7.2 Materials and Methods
General Performance Indicators
Here only the commercial fishery statistics for the handline gear type were considered. Because of
the considerable declines in fishing effort with nets it is now likely that the fishery statistics from
those gear types do not provide good indicators of fishable biomass. Three general fishery
performance indicators were calculated from the commercial handline statistics; total commercial
catch, targeted effort, and targeted CPUE. These were assessed against the following limit
reference points:
1. the 3rd highest and 3rd lowest values over the reference period;
2. the greatest (%) inter-annual variation (+ and -) over the reference period;
3. the greatest rate of change (trend) over periods of three years (+ and -) through the
reference period.
Since commercial catch and effort data from a further three years were presented in this report, i.e.

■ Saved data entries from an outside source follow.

//! Password hashing for room admin/readonly roles. Reuses the repo's existing
//! `sha2`/`hex` dependency pair (previously used only for webhook signing) for
//! a salted digest instead of pulling in a dedicated password-hashing crate.

use rand::RngCore;
use sha2::{Digest, Sha256};

const SALT_BYTES: usize = 16;

/// Hashes a plaintext password with a fresh random salt. Stored form is
/// `hex(salt):hex(sha256(salt || password))`.
pub fn hash_password(password: &str) -> String {
    let mut salt = [0u8; SALT_BYTES];
    rand::thread_rng().fill_bytes(&mut salt);
    format!("{}:{}", hex::encode(salt), digest(&salt, password))
}

/// Constant-time comparison against a stored `salt:digest` hash.
pub fn verify_password(password: &str, stored: &str) -> bool {
    let Some((salt_hex, digest_hex)) = stored.split_once(':') else {
        return false;
    };
    let Ok(salt) = hex::decode(salt_hex) else {
        return false;
    };
    let expected = digest(&salt, password);
    constant_time_eq(expected.as_bytes(), digest_hex.as_bytes())
}

fn digest(salt: &[u8], password: &str) -> String {
    let mut hasher = Sha256::new();
    hasher.update(salt);
    hasher.update(password.as_bytes());
    hex::encode(hasher.finalize())
}

fn constant_time_eq(a: &[u8], b: &[u8]) -> bool {
    if a.len() != b.len() {
        return false;
    }
    a.iter().zip(b.iter()).fold(0u8, |acc, (x, y)| acc | (x ^ y)) == 0
}

#[cfg(test)]
mod tests {
    use super::*;

    #[test]
    fn hash_then_verify_roundtrips() {
        let hash = hash_password("correct horse");
        assert!(verify_password("correct horse", &hash));
        assert!(!verify_password("wrong", &hash));
    }

    #[test]
    fn two_hashes_of_same_password_differ_by_salt() {
        let a = hash_password("same");
        let b = hash_password("same");
        assert_ne!(a, b);
    }
}
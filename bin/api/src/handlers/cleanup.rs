//! Manual triggers for the maintenance sweeps the sweeper runs on a timer.

use std::sync::Arc;

use animetoken_core::ApiError;
use animetoken_storage::repos;
use axum::Json;
use axum::extract::State;
use serde::Serialize;

use crate::response::{ApiResponse, respond};
use crate::state::AppState;

#[derive(Serialize)]
pub struct CleanupResponse {
    pub deleted: u64,
}

/// POST /api/v1/cleanup/orphaned-jobs — reap pending jobs with zero items.
pub async fn orphaned_jobs(
    State(state): State<Arc<AppState>>,
) -> Json<ApiResponse<CleanupResponse>> {
    respond(
        async {
            let deleted =
                repos::delete_orphaned_jobs(&state.pool, state.settings.orphan_job_age_secs)
                    .await
                    .map_err(ApiError::internal)?;
            if deleted > 0 {
                tracing::info!(deleted, "orphaned mint jobs removed");
            }
            Ok(CleanupResponse { deleted })
        }
        .await,
    )
}

/// POST /api/v1/cleanup/expired-boosts
pub async fn expired_boosts(
    State(state): State<Arc<AppState>>,
) -> Json<ApiResponse<CleanupResponse>> {
    respond(
        async {
            let deleted = repos::delete_expired_boosts(&state.pool)
                .await
                .map_err(ApiError::internal)?;
            if deleted > 0 {
                tracing::info!(deleted, "expired listing boosts removed");
            }
            Ok(CleanupResponse { deleted })
        }
        .await,
    )
}
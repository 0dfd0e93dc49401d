use thiserror::Error;

/// Shared error type used across all marketplace crates.
///
/// Every variant carries a stable wire code so handlers can encode logical
/// failures in the JSON body without leaking internals.
#[derive(Debug, Error)]
pub enum ApiError {
    #[error("validation error: {0}")]
    Validation(String),

    #[error("auth error: {0}")]
    Auth(String),

    #[error("ownership error: {0}")]
    Ownership(String),

    #[error("conflict: {0}")]
    Conflict(String),

    #[error("rate limited: {0}")]
    RateLimited(String),

    #[error("signature timestamp outside freshness window")]
    ExpiredSignature,

    #[error("signature verification failed")]
    InvalidSignature,

    #[error("not enough items available in the collection")]
    InsufficientSupply,

    #[error("collection does not exist or is not open for minting")]
    CollectionUnavailable,

    #[error("not found: {0}")]
    NotFound(String),

    #[error("internal error: {0}")]
    Internal(String),
}

impl ApiError {
    /// Stable machine-readable code for the JSON error envelope.
    pub fn code(&self) -> &'static str {
        match self {
            ApiError::Validation(_) => "validation_error",
            ApiError::Auth(_) => "auth_error",
            ApiError::Ownership(_) => "ownership_error",
            ApiError::Conflict(_) => "conflict",
            ApiError::RateLimited(_) => "rate_limited",
            ApiError::ExpiredSignature => "expired_signature",
            ApiError::InvalidSignature => "invalid_signature",
            ApiError::InsufficientSupply => "insufficient_supply",
            ApiError::CollectionUnavailable => "collection_unavailable",
            ApiError::NotFound(_) => "not_found",
            ApiError::Internal(_) => "internal_error",
        }
    }

    /// Wrap an unexpected store failure.
    pub fn internal(err: impl std::fmt::Display) -> Self {
        ApiError::Internal(err.to_string())
    }
}

#[cfg(test)]
mod tests {
    use super::*;

    #[test]
    fn codes_are_stable() {
        assert_eq!(ApiError::ExpiredSignature.code(), "expired_signature");
        assert_eq!(ApiError::InsufficientSupply.code(), "insufficient_supply");
        assert_eq!(
            ApiError::Validation("nickname too short".into()).code(),
            "validation_error"
        );
    }
}
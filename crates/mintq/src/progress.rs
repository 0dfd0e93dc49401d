//! Client-facing progress derivation. Nothing here is persisted; the view is
//! recomputed from the job row and its items on every read.

use animetoken_storage::models::{MintItemStatus, MintJob, MintJobItem, MintJobStatus};
use serde::Serialize;

/// Derived progress for one mint job.
#[derive(Debug, Clone, PartialEq, Serialize)]
pub struct JobProgress {
    pub total_quantity: i32,
    pub completed_items: i32,
    pub failed_items: i32,
    /// Items in flight; retrying items count as processing.
    pub processing_items: i32,
    pub pending_items: i32,
    pub progress_percentage: f64,
    pub is_completed: bool,
    pub is_failed: bool,
    pub is_processing: bool,
}

/// Pure aggregation over a job's items.
pub fn job_progress(job: &MintJob, items: &[MintJobItem]) -> JobProgress {
    let mut completed = 0;
    let mut failed = 0;
    let mut processing = 0;
    let mut pending = 0;

    for item in items {
        match item.status {
            MintItemStatus::Completed => completed += 1,
            MintItemStatus::Failed => failed += 1,
            MintItemStatus::Processing | MintItemStatus::Retrying => processing += 1,
            MintItemStatus::Pending => pending += 1,
        }
    }

    let progress_percentage = if job.total_quantity > 0 {
        f64::from(job.completed_quantity) / f64::from(job.total_quantity) * 100.0
    } else {
        0.0
    };

    JobProgress {
        total_quantity: job.total_quantity,
        completed_items: completed,
        failed_items: failed,
        processing_items: processing,
        pending_items: pending,
        progress_percentage,
        is_completed: job.status == MintJobStatus::Completed,
        is_failed: job.status == MintJobStatus::Failed,
        is_processing: job.status == MintJobStatus::Processing,
    }
}

#[cfg(test)]
mod tests {
    use super::*;
    use chrono::NaiveDateTime;
    use rust_decimal::Decimal;
    use uuid::Uuid;

    fn job(total: i32, completed: i32, failed: i32, status: MintJobStatus) -> MintJob {
        MintJob {
            id: Uuid::new_v4(),
            wallet_address: "wallet".into(),
            collection_id: Uuid::new_v4(),
            total_quantity: total,
            completed_quantity: completed,
            failed_quantity: failed,
            total_cost: Decimal::ZERO,
            status,
            created_at: NaiveDateTime::default(),
            started_at: None,
            completed_at: None,
        }
    }

    fn item(job_id: Uuid, status: MintItemStatus) -> MintJobItem {
        MintJobItem {
            id: Uuid::new_v4(),
            job_id,
            batch_number: 1,
            status,
            retry_count: 0,
            max_retries: 3,
            mint_address: None,
            transaction_signature: None,
            error_message: None,
        }
    }

    #[test]
    fn counts_partition_the_item_set() {
        use MintItemStatus::*;
        let j = job(7, 2, 1, MintJobStatus::Processing);
        let items: Vec<_> = [Completed, Completed, Failed, Processing, Retrying, Pending, Pending]
            .into_iter()
            .map(|s| item(j.id, s))
            .collect();

        let p = job_progress(&j, &items);
        assert_eq!(p.completed_items, 2);
        assert_eq!(p.failed_items, 1);
        assert_eq!(p.processing_items, 2);
        assert_eq!(p.pending_items, 2);
        assert_eq!(
            p.completed_items + p.failed_items + p.processing_items + p.pending_items,
            items.len() as i32
        );
    }

    #[test]
    fn percentage_follows_job_counters() {
        let j = job(4, 1, 0, MintJobStatus::Processing);
        let p = job_progress(&j, &[]);
        assert_eq!(p.progress_percentage, 25.0);
    }

    #[test]
    fn flags_mirror_job_status() {
        let p = job_progress(&job(1, 1, 0, MintJobStatus::Completed), &[]);
        assert!(p.is_completed && !p.is_failed && !p.is_processing);

        let p = job_progress(&job(1, 0, 1, MintJobStatus::Failed), &[]);
        assert!(p.is_failed && !p.is_completed);

        let p = job_progress(&job(1, 0, 0, MintJobStatus::Cancelled), &[]);
        assert!(!p.is_completed && !p.is_failed && !p.is_processing);
    }

    #[test]
    fn zero_total_does_not_divide_by_zero() {
        let p = job_progress(&job(0, 0, 0, MintJobStatus::Pending), &[]);
        assert_eq!(p.progress_percentage, 0.0);
    }
}
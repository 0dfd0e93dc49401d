//! HTTP router setup.

use std::sync::Arc;

use axum::Router;
use axum::routing::{delete, get, patch, post};
use tower_http::cors::CorsLayer;

use crate::handlers;
use crate::state::AppState;

/// Create the application router. The CORS layer answers `OPTIONS` preflight
/// for every route.
pub fn create(state: Arc<AppState>) -> Router {
    Router::new()
        .route("/health", get(handlers::health))
        // Mint job queue
        .route("/api/v1/mint-jobs", post(handlers::mint::create_mint_job))
        .route("/api/v1/mint-jobs/:id", get(handlers::mint::get_mint_job))
        .route("/api/v1/mint-jobs/:id/cancel", post(handlers::mint::cancel_mint_job))
        .route("/api/v1/wallets/:address/mint-jobs", get(handlers::mint::list_wallet_jobs))
        // Profiles
        .route("/api/v1/profile/nickname", post(handlers::profile::set_nickname))
        .route("/api/v1/profile/bio", post(handlers::profile::set_bio))
        .route("/api/v1/profile/pfp", post(handlers::profile::set_pfp))
        .route("/api/v1/profile/:wallet", get(handlers::profile::get_profile))
        // Collections
        .route("/api/v1/collections", post(handlers::collections::create_collection))
        .route("/api/v1/collections/:id", get(handlers::collections::get_collection))
        .route("/api/v1/collections/:id", patch(handlers::collections::update_collection))
        .route("/api/v1/collections/:id", delete(handlers::collections::delete_collection))
        .route("/api/v1/collections/:id/like", post(handlers::social::like_collection))
        // NFTs
        .route("/api/v1/nfts/:id", get(handlers::nfts::get_nft))
        .route("/api/v1/nfts/:id/like", post(handlers::social::like_nft))
        .route("/api/v1/nfts/:id/burn", post(handlers::nfts::burn_nft))
        .route("/api/v1/nfts/:id/boost", post(handlers::nfts::boost_nft))
        // Creators
        .route("/api/v1/creators/:wallet/follow", post(handlers::social::toggle_follow))
        .route("/api/v1/creators/:wallet/stats", get(handlers::stats::get_creator_stats))
        // Wallet linking
        .route("/api/v1/wallets/link", post(handlers::wallets::link_wallet))
        .route("/api/v1/wallets/unlink", post(handlers::wallets::unlink_wallet))
        .route("/api/v1/users/:wallet/wallets", get(handlers::wallets::get_user_wallets))
        // Newsletter
        .route("/api/v1/newsletter/subscribe", post(handlers::newsletter::subscribe))
        .route("/api/v1/newsletter/confirm", post(handlers::newsletter::confirm))
        .route("/api/v1/newsletter/unsubscribe", post(handlers::newsletter::unsubscribe))
        // Maintenance
        .route("/api/v1/cleanup/orphaned-jobs", post(handlers::cleanup::orphaned_jobs))
        .route("/api/v1/cleanup/expired-boosts", post(handlers::cleanup::expired_boosts))
        // Realtime row-change feed
        .route("/api/v1/subscribe/:wallet", get(handlers::subscribe::subscribe))
        .layer(CorsLayer::permissive())
        .with_state(state)
}
pub mod cleanup;
pub mod collections;
pub mod mint;
pub mod newsletter;
pub mod nfts;
pub mod profile;
pub mod social;
pub mod stats;
pub mod subscribe;
pub mod wallets;

pub async fn health() -> &'static str {
    "ok"
}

for 2008, 2009 and 2010 (Chapter 3), the status of the fishery at the State-wide scale at the end of
74
each year was considered. As such, the annual State-wide totals of commercial catch, effort and
CPUE for the handline sector were calculated for each calendar year from 1984 until each
prescribed year. In each case, the limit reference points were then derived based on that time-
series of data. The estimates of data in each of 2008, 2009 or 2010 were then compared with the
limit reference points determined for the whole appropriate time series.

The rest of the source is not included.